[ExI] Is the brain a digital computer?

Christopher Luebcke cluebcke at yahoo.com
Fri Feb 26 19:52:56 UTC 2010


Whether it's

  T is caused by B
  B has the property m

or

  T is contained in B
  B has the property m

You cannot, from either of these cases, deduce that

  T has the property m

You could only deduce that statement if you modified the original statements such that

  T is B

Surely you're not claiming that thoughts are brain matter?




________________________________
From: Gordon Swobe <gts_2000 at yahoo.com>
To: ExI chat list <extropy-chat at lists.extropy.org>
Sent: Fri, February 26, 2010 11:13:45 AM
Subject: Re: [ExI] Is the brain a digital computer?

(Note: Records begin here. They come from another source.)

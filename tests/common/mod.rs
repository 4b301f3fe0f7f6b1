#![allow(dead_code)]

use approx::assert_relative_eq;
use orrery::horizons::space_point::SpacePoint;
use orrery::loader::{BodyData, BodyStatus};

/// Raw state of one synthetic Horizons record.
#[derive(Debug, Clone, Copy)]
pub struct StateRow {
    /// Horizons calendar stamp, e.g. `"2023-Feb-25"`
    pub date: &'static str,
    pub position: [f64; 3],
    pub velocity: [f64; 3],
    pub light_time: f64,
    pub range: f64,
}

/// The four lines of one record, as Horizons prints them with `VEC_LABELS=YES`.
pub fn record_lines(row: &StateRow, jd: f64) -> [String; 4] {
    let [x, y, z] = row.position;
    let [vx, vy, vz] = row.velocity;
    [
        format!("{jd:.9} = A.D. {} 00:00:00.0000 TDB", row.date),
        format!(" X ={x:.15E} Y ={y:.15E} Z ={z:.15E}"),
        format!(" VX={vx:.15E} VY={vy:.15E} VZ={vz:.15E}"),
        format!(
            " LT={:.15E} RG={:.15E} RR={:.15E}",
            row.light_time, row.range, -7.8e-5
        ),
    ]
}

/// Full response text around the given record lines.
pub fn wrap_ephemeris(lines: &[String]) -> String {
    let mut text = String::from(
        "*******************************************************************************\n\
         Ephemeris / API_USER\n\
         Target body name: synthetic\n\
         *******************************************************************************\n\
         $$SOE\n",
    );
    for line in lines {
        text.push_str(line);
        text.push('\n');
    }
    text.push_str(
        "$$EOE\n\
         *******************************************************************************\n",
    );
    text
}

pub fn horizons_block(rows: &[StateRow]) -> String {
    let lines: Vec<String> = rows
        .iter()
        .enumerate()
        .flat_map(|(i, row)| record_lines(row, 2_460_000.5 + i as f64))
        .collect();
    wrap_ephemeris(&lines)
}

pub fn sample_rows() -> Vec<StateRow> {
    vec![
        StateRow {
            date: "2023-Feb-25",
            position: [-9.153204464516613E-01, 3.883421577396498E-01, -2.546385003474051E-05],
            velocity: [-6.971493224307339E-03, -1.598716063085468E-02, 8.867839138780296E-07],
            light_time: 5.743011127419346E-03,
            range: 9.943952567960484E-01,
        },
        StateRow {
            date: "2023-Feb-26",
            position: [-9.221058009146372E-01, 3.722574564624339E-01, -2.454979609898457E-05],
            velocity: [-6.598683542466004E-03, -1.618151040924614E-02, 9.412092416036546E-07],
            light_time: 5.742557398393574E-03,
            range: 9.943166870098005E-01,
        },
        StateRow {
            date: "2023-Feb-27",
            position: [-9.286537183364530E-01, 3.560149744609917E-01, -2.357984117808349E-05],
            velocity: [-6.501946213734700E-03, -1.630488024126937E-02, 9.815217880611426E-07],
            light_time: 5.742094116066830E-03,
            range: 9.942364692063402E-01,
        },
        StateRow {
            date: "2023-Mar-01",
            position: [-9.411600617262000E-01, 3.231830003201000E-01, -2.150000000000000E-05],
            velocity: [-5.890000000000000E-03, -1.650000000000000E-02, 1.050000000000000E-06],
            light_time: 5.741100000000000E-03,
            range: 9.940650000000000E-01,
        },
    ]
}

/// A `done` body holding `n` consecutive daily points starting on 2024-01-01.
pub fn daily_body(id: &str, label: &str, n: usize, angle_step: f64) -> BodyData {
    let points: Vec<SpacePoint> = (0..n)
        .map(|i| {
            let angle = (angle_step * i as f64).rem_euclid(360.0);
            let (sin, cos) = angle.to_radians().sin_cos();
            SpacePoint {
                date: format!("2024-01-{:02}", i + 1),
                x: cos,
                y: sin,
                z: 0.0,
                distance: 1.0,
                angle,
                distance_km: 149_597_870.7,
                speed_kms: 29.78,
                signal_minutes: 8.317,
                signal_hms: "00:08:19".into(),
            }
        })
        .collect();

    BodyData {
        body: id.into(),
        label: label.into(),
        points_count: points.len(),
        points,
        status: BodyStatus::Done,
        load_time_ms: 0,
        error: None,
    }
}

pub fn assert_point_close(actual: &SpacePoint, expected: &SpacePoint, epsilon: f64) {
    assert_eq!(actual.date, expected.date);
    assert_relative_eq!(actual.x, expected.x, epsilon = epsilon);
    assert_relative_eq!(actual.y, expected.y, epsilon = epsilon);
    assert_relative_eq!(actual.z, expected.z, epsilon = epsilon);
    assert_relative_eq!(actual.distance, expected.distance, epsilon = epsilon);
    assert_relative_eq!(actual.angle, expected.angle, epsilon = epsilon);
    assert_relative_eq!(actual.speed_kms, expected.speed_kms, epsilon = epsilon);
    assert_relative_eq!(
        actual.signal_minutes,
        expected.signal_minutes,
        epsilon = epsilon
    );
}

> I believe that the only workable definition of the noun 'a
> thought' is, fundamentally, 'a statement', which is
> certainly information, certainly can be held in media other
> than brains, and certainly does not have mass.

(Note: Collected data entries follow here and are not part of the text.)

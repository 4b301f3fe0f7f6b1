//! # Calendar and Julian-date utilities
//!
//! Conversions between ISO calendar dates (`YYYY-MM-DD`) and the continuous day counts used by
//! the orbital model, plus a few formatting helpers for light-travel times.
//!
//! Calendar validation relies on [hifitime](https://docs.rs/hifitime); the Julian Day Number
//! itself is computed with the integer Gregorian algorithm (Meeus, *Astronomical Algorithms*,
//! ch. 7) so that the result is exact at midnight UT.

use hifitime::Epoch;
use serde::Serialize;

use crate::constants::{
    JulianCentury, JulianDate, DAYS_PER_JULIAN_CENTURY, J2000_JD, VOYAGER1_LAUNCH,
};
use crate::orrery_errors::OrreryError;

/// Split and validate an ISO date of the form `YYYY-MM-DD`.
///
/// Arguments
/// ---------
/// * `date_iso`: the calendar date, e.g. `"2024-02-29"`
///
/// Return
/// ------
/// * `(year, month, day)` or [`OrreryError::InvalidDate`] if the string is malformed or the
///   day does not exist in the Gregorian calendar.
pub fn parse_iso_date(date_iso: &str) -> Result<(i32, u8, u8), OrreryError> {
    let invalid = || OrreryError::InvalidDate(date_iso.to_string());

    let mut parts = date_iso.trim().splitn(3, '-');
    let (Some(y), Some(m), Some(d)) = (parts.next(), parts.next(), parts.next()) else {
        return Err(invalid());
    };

    let year: i32 = y.parse().map_err(|_| invalid())?;
    let month: u8 = m.parse().map_err(|_| invalid())?;
    let day: u8 = d.parse().map_err(|_| invalid())?;

    Epoch::maybe_from_gregorian_utc(year, month, day, 0, 0, 0, 0).map_err(|_| invalid())?;

    Ok((year, month, day))
}

/// Julian Date at midnight UT for a Gregorian calendar day.
///
/// The month/year indices are shifted so the year starts in March, the day-count polynomial is
/// applied, and 0.5 is subtracted to move from the noon-based JDN to midnight.
pub fn gregorian_to_jd(year: i32, month: u8, day: u8) -> JulianDate {
    let (y, m, d) = (year as i64, month as i64, day as i64);
    let a = (14 - m).div_euclid(12);
    let yr = y + 4800 - a;
    let mo = m + 12 * a - 3;

    let jdn = d + (153 * mo + 2).div_euclid(5) + 365 * yr + yr.div_euclid(4)
        - yr.div_euclid(100)
        + yr.div_euclid(400)
        - 32045;

    jdn as f64 - 0.5
}

/// Convert an ISO date string (`YYYY-MM-DD`) to a Julian Date at midnight UT.
///
/// Return
/// ------
/// * The Julian Date, or [`OrreryError::InvalidDate`] on a malformed input.
pub fn iso_to_jd(date_iso: &str) -> Result<JulianDate, OrreryError> {
    let (y, m, d) = parse_iso_date(date_iso)?;
    Ok(gregorian_to_jd(y, m, d))
}

/// Julian centuries elapsed since J2000.0 (JD 2451545.0).
#[inline]
pub fn julian_centuries(jd: JulianDate) -> JulianCentury {
    (jd - J2000_JD) / DAYS_PER_JULIAN_CENTURY
}

fn clock_error<E: std::fmt::Display>(err: E) -> OrreryError {
    OrreryError::SystemClock(err.to_string())
}

/// Today's date (UTC) as `YYYY-MM-DD`.
///
/// Fails with [`OrreryError::SystemClock`] when the host clock cannot be read.
pub fn today_iso() -> Result<String, OrreryError> {
    let now = Epoch::now().map_err(clock_error)?;
    let (y, m, d, ..) = now.to_gregorian_utc();
    Ok(format!("{y:04}-{m:02}-{d:02}"))
}

/// Render a duration given in seconds as zero-padded `HH:MM:SS`.
///
/// The value is floored to whole seconds and hours are not wrapped at 24.
/// Non-finite inputs render as `--:--:--`.
pub fn seconds_to_hms(total_seconds: f64) -> String {
    if !total_seconds.is_finite() {
        return "--:--:--".to_string();
    }
    let s = total_seconds.floor().max(0.0) as u64;
    let h = s / 3600;
    let min = (s % 3600) / 60;
    let sec = s % 60;
    format!("{h:02}:{min:02}:{sec:02}")
}

/// An inclusive calendar range requested from the ephemeris service.
#[derive(Debug, Clone, PartialEq, Eq, Serialize)]
#[serde(rename_all = "camelCase")]
pub struct DateRange {
    pub start_date: String,
    pub end_date: String,
}

impl DateRange {
    /// Build a validated range.
    ///
    /// Both bounds must be valid ISO dates and `start <= end`.
    pub fn new(start_date: &str, end_date: &str) -> Result<Self, OrreryError> {
        let jd_start = iso_to_jd(start_date)?;
        let jd_end = iso_to_jd(end_date)?;
        if jd_start > jd_end {
            return Err(OrreryError::InvalidDateRange {
                start: start_date.to_string(),
                end: end_date.to_string(),
            });
        }
        Ok(DateRange {
            start_date: start_date.trim().to_string(),
            end_date: end_date.trim().to_string(),
        })
    }

    /// From the first Voyager 1 ephemeris day up to today.
    pub fn voyager_era() -> Result<Self, OrreryError> {
        DateRange::new(VOYAGER1_LAUNCH, &today_iso()?)
    }

    /// Number of daily samples covered by the range, both ends included.
    pub fn day_count(&self) -> usize {
        // Both bounds were validated in `new`
        match (iso_to_jd(&self.start_date), iso_to_jd(&self.end_date)) {
            (Ok(a), Ok(b)) => (b - a).round() as usize + 1,
            _ => 0,
        }
    }
}

#[cfg(test)]
mod time_test {
    use super::*;

    #[test]
    fn test_iso_to_jd_j2000() {
        assert_eq!(iso_to_jd("2000-01-01").unwrap(), 2451544.5);
        assert_eq!(iso_to_jd("2000-01-02").unwrap(), 2451545.5);
    }

    #[test]
    fn test_iso_to_jd_matches_hifitime() {
        for date in ["1977-09-06", "2021-07-04", "2024-02-29", "2050-12-31"] {
            let (y, m, d) = parse_iso_date(date).unwrap();
            let expected = Epoch::from_gregorian_utc_at_midnight(y, m, d).to_jde_utc_days();
            assert!((iso_to_jd(date).unwrap() - expected).abs() < 1e-9, "date {date}");
        }
    }

    #[test]
    fn test_invalid_dates() {
        assert_eq!(
            iso_to_jd("2023-02-30"),
            Err(OrreryError::InvalidDate("2023-02-30".into()))
        );
        assert!(iso_to_jd("2023-Feb-10").is_err());
        assert!(iso_to_jd("20230210").is_err());
        assert!(iso_to_jd("").is_err());
    }

    #[test]
    fn test_julian_centuries() {
        assert_eq!(julian_centuries(J2000_JD), 0.0);
        assert_eq!(julian_centuries(J2000_JD + 36525.0), 1.0);
    }

    #[test]
    fn test_seconds_to_hms() {
        assert_eq!(seconds_to_hms(0.0), "00:00:00");
        assert_eq!(seconds_to_hms(499.9), "00:08:19");
        assert_eq!(seconds_to_hms(3661.0), "01:01:01");
        // hours are not wrapped at 24
        assert_eq!(seconds_to_hms(90_000.0), "25:00:00");
        assert_eq!(seconds_to_hms(f64::NAN), "--:--:--");
    }

    #[test]
    fn test_date_range() {
        let range = DateRange::new("2024-01-01", "2024-01-31").unwrap();
        assert_eq!(range.day_count(), 31);

        let single = DateRange::new("2024-03-01", "2024-03-01").unwrap();
        assert_eq!(single.day_count(), 1);

        assert_eq!(
            DateRange::new("2024-02-01", "2024-01-01"),
            Err(OrreryError::InvalidDateRange {
                start: "2024-02-01".into(),
                end: "2024-01-01".into()
            })
        );
    }

    #[test]
    fn test_today_iso_is_parsable() {
        let today = today_iso().unwrap();
        assert!(parse_iso_date(&today).is_ok());
        assert!(DateRange::voyager_era().unwrap().day_count() > 17_000);
    }

    #[test]
    fn test_clock_error_is_not_a_date_error() {
        let err = clock_error("time went backwards");
        assert_eq!(err, OrreryError::SystemClock("time went backwards".into()));
        assert_ne!(err, OrreryError::InvalidDate("time went backwards".into()));
        assert_eq!(err.to_string(), "System clock unavailable: time went backwards");
    }
}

By the noun thought I mean the intentional mental state of a conscious
mind. Hard drives and newspapers contain information but they do not have
mental states intentional or otherwise, at least not this side of science-
fiction.

On my materialist view, brain matter causes and contains thoughts. And brain matter has mass. So notwithstanding the possible involvement of massless particles, thoughts have mass.